Cowan is understandably proud of his school and, like St Joseph's in Dundalk, St Malachy's has a high reputation in the Newry area - for its sports, music and drama achievements as much as for its superb facilities. The school's recent report from a five-strong team of departmental inspectors praised its "calm, purposeful atmosphere, good relationships, well-behaved and interested children and hardworking, conscientious teachers".
But Cowan hinted at the ordeal the school had lived through during this inspection when he noted that "most schools in the Republic would find it an extremely daunting experience to have those inspectors go through the range of things they looked at here".
He is also scathing about the demands put on him and his staff by the constantly changing requirements of the government-dictated national curriculum, pointing to the racks of files he must maintain to meet his statutory duties and keep the inspectors happy. His average class size of 25 is only slightly lower than his Southern counterparts.
The advantages of the North's regional education system are apparent in some of his music and sports equipment. The flutes, trumpets, trombones, oboes and clarinets in the school band, for example, are all leased from the Southern Education and Library Board.
This means, of course, that the school does not need to appeal to the local community in the way Southern schools constantly have to.

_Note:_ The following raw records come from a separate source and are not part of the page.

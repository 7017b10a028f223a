//! The aggregate configuration model.

use crate::paths::PathLayout;
use crate::secrets::SecretsHandle;
use curator_core::{reflect_members, PropertyBag};
use curator_storage::StorageGroup;
use serde::{Deserialize, Serialize};
use serde_json::{Map, Value};
use std::collections::BTreeMap;
use std::fmt;
use std::path::PathBuf;

/// Subsystem key for storage problems in [`ConfigurationModel::errors`].
pub const STORAGE_SUBSYSTEM: &str = "Storage";

/// Runtime configuration of the application.
///
/// Produced by [`ConfigurationBuilder::build`](crate::ConfigurationBuilder::build)
/// and treated as immutable from then on.
#[derive(Debug, Clone, PartialEq, Serialize, Deserialize)]
#[serde(default)]
pub struct ConfigurationModel {
    /// Short internal name, used for file and directory names
    pub internal_name: String,
    /// Human-readable application name
    pub display_name: String,
    /// Semantic application version
    pub version: String,
    /// Parsed runtime flags
    pub parameters: RuntimeParameters,
    /// Filesystem layout
    pub paths: PathLayout,
    /// Secret vault handle
    pub secrets: SecretsHandle,
    /// Logging settings
    pub logging: LoggingSettings,
    /// Storage groups by group id
    pub storage: BTreeMap<String, StorageGroup>,
    /// External tool requirements
    pub requirements: Map<String, Value>,
    /// UI settings
    pub ui: Map<String, Value>,
    /// Project settings
    pub project: PropertyBag,
    /// Error messages by subsystem
    pub errors: BTreeMap<String, String>,
}

impl Default for ConfigurationModel {
    fn default() -> Self {
        Self {
            internal_name: "curator".to_string(),
            display_name: "Curator".to_string(),
            version: env!("CARGO_PKG_VERSION").to_string(),
            parameters: RuntimeParameters::default(),
            paths: PathLayout::default(),
            secrets: SecretsHandle::default(),
            logging: LoggingSettings::default(),
            storage: BTreeMap::new(),
            requirements: Map::new(),
            ui: Map::new(),
            project: PropertyBag::new(),
            errors: BTreeMap::new(),
        }
    }
}

impl ConfigurationModel {
    /// Look up a storage group by id.
    #[must_use]
    pub fn storage_group(&self, id: &str) -> Option<&StorageGroup> {
        self.storage.get(id)
    }

    /// Groups whose master drive is assigned and available.
    pub fn valid_groups(&self) -> impl Iterator<Item = &StorageGroup> {
        self.storage.values().filter(|g| g.is_valid())
    }

    /// Recorded error message for a subsystem.
    #[must_use]
    pub fn error(&self, subsystem: &str) -> Option<&str> {
        self.errors.get(subsystem).map(String::as_str)
    }
}

/// Runtime flags parsed by the front end.
#[derive(Debug, Clone, Copy, Default, PartialEq, Eq, Serialize, Deserialize)]
#[serde(default)]
#[allow(clippy::struct_excessive_bools)]
pub struct RuntimeParameters {
    /// Most verbose diagnostics
    pub debug: bool,
    /// Verbose diagnostics
    pub verbose: bool,
    /// Development mode
    pub dev: bool,
    /// Check for tool updates
    pub update: bool,
    /// Never prompt
    pub non_interactive: bool,
}

impl RuntimeParameters {
    /// Logging threshold implied by the flags.
    #[must_use]
    pub fn log_level(&self) -> LogLevel {
        if self.debug {
            LogLevel::Trace
        } else if self.verbose {
            LogLevel::Debug
        } else {
            LogLevel::default()
        }
    }
}

/// Logging verbosity threshold.
#[derive(Debug, Clone, Copy, Default, PartialEq, Eq, PartialOrd, Ord, Hash, Serialize, Deserialize)]
#[serde(rename_all = "lowercase")]
pub enum LogLevel {
    /// Everything
    Trace,
    /// Diagnostics
    Debug,
    /// Normal operation
    #[default]
    Info,
    /// Recoverable problems
    Warn,
    /// Failures only
    Error,
}

impl LogLevel {
    /// Filter directive for `tracing_subscriber::EnvFilter`.
    #[must_use]
    pub fn as_filter(&self) -> &'static str {
        match self {
            Self::Trace => "trace",
            Self::Debug => "debug",
            Self::Info => "info",
            Self::Warn => "warn",
            Self::Error => "error",
        }
    }

}

impl fmt::Display for LogLevel {
    fn fmt(&self, f: &mut fmt::Formatter<'_>) -> fmt::Result {
        f.write_str(self.as_filter())
    }
}

/// Logging settings.
#[derive(Debug, Clone, PartialEq, Eq, Serialize, Deserialize)]
#[serde(default)]
pub struct LoggingSettings {
    /// Verbosity threshold
    pub level: LogLevel,
    /// Also log to the console
    pub console: bool,
    /// Log directory (defaults to the layout's log directory)
    pub directory: PathBuf,
    /// Log file name
    pub file_name: String,
    /// Rotate after this many megabytes
    pub max_file_size_mb: u32,
    /// Number of rotated files to keep
    pub retain_files: u32,
}

impl Default for LoggingSettings {
    fn default() -> Self {
        Self {
            level: LogLevel::default(),
            console: true,
            directory: PathBuf::new(),
            file_name: "curator.log".to_string(),
            max_file_size_mb: 10,
            retain_files: 5,
        }
    }
}

impl LoggingSettings {
    /// Full path of the log file.
    #[must_use]
    pub fn file_path(&self) -> PathBuf {
        self.directory.join(&self.file_name)
    }
}

reflect_members!(ConfigurationModel {
    parameters,
    paths,
    secrets,
    logging,
});
reflect_members!(RuntimeParameters, LoggingSettings);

There is little or no community involvement in St Malachy's. Cowan mentions a group of parents talking about forming a school support group almost as an afterthought.
This reporter took away contrasting impressions of these two schools which are, in many ways, models of all that is best in their respective systems. The Dundalk school, while coping with the usual headaches of accommodation and finance, is clearly a passionate focus for a community's energy, while the Newry school, like so many Northern schools, is a well-ordered haven of peace and discipline.